◆ Required work ◆
Could you repeat the entries below word for word, leaving nothing out?

◆ Items from a data source ◆
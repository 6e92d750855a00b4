//! Trailing-window transition counts over interval boundaries.

use chrono::{Duration, NaiveDate};

use asof_core::models::TransitionCounts;

use crate::store::IntervalStore;

/// Count interval starts and ends for a counterparty inside the trailing
/// window `(as_of - window_days, as_of]`.
///
/// The upper scan bound is the query date itself — an interval starting
/// after `as_of` is never visible, and an open interval never counts as a
/// departure no matter how old. This is how "is this organization
/// shedding members" is computed without looking past the query date.
///
/// A counterparty with no known intervals yields zeros: absence of data
/// is a valid (if uninformative) answer, not an error.
pub fn count_transitions(
    store: &IntervalStore,
    counterparty_id: &str,
    as_of: NaiveDate,
    window_days: u32,
) -> TransitionCounts {
    let from = as_of - Duration::days(i64::from(window_days));
    let mut counts = TransitionCounts::default();

    for interval in store.intervals_overlapping(counterparty_id, from, as_of) {
        // Lower bound is exclusive, upper bound inclusive.
        if interval.start_date > from && interval.start_date <= as_of {
            counts.arrivals += 1;
        }
        if let Some(end) = interval.end_date {
            if end > from && end <= as_of {
                counts.departures += 1;
            }
        }
    }

    counts
}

◆ Response to this task ◆
repository 6e92d750855a00b4
//! Trailing-window transition counts over interval boundaries.

use chrono::{Duration, NaiveDate};

use asof_core::models::TransitionCounts;

use crate::store::IntervalStore;

/// Count interval starts and ends for a counterparty inside the trailing
/// window `(as_of - window_days, as_of]`.
///
/// The upper scan bound is the query date itself — an interval starting
/// after `as_of` is never visible, and an open interval never counts as a
/// departure no matter how old. This is how "is this organization
/// shedding members" is computed without looking past the query date.
///
/// A counterparty with no known intervals yields zeros: absence of data
/// is a valid (if uninformative) answer, not an error.
pub fn count_transitions(
    store: &IntervalStore,
    counterparty_id: &str,
    as_of: NaiveDate,
    window_days: u32,
) -> TransitionCounts {
    let from = as_of - Duration::days(i64::from(window_days));
    let mut counts = TransitionCounts::default();

    for interval in store.intervals_overlapping(counterparty_id, from, as_of) {
        // Lower bound is exclusive, upper bound inclusive.
        if interval.start_date > from && interval.start_date <= as_of {
            counts.arrivals += 1;
        }
        if let Some(end) = interval.end_date {
            if end > from && end <= as_of {
                counts.departures += 1;
            }
        }
    }

    counts
}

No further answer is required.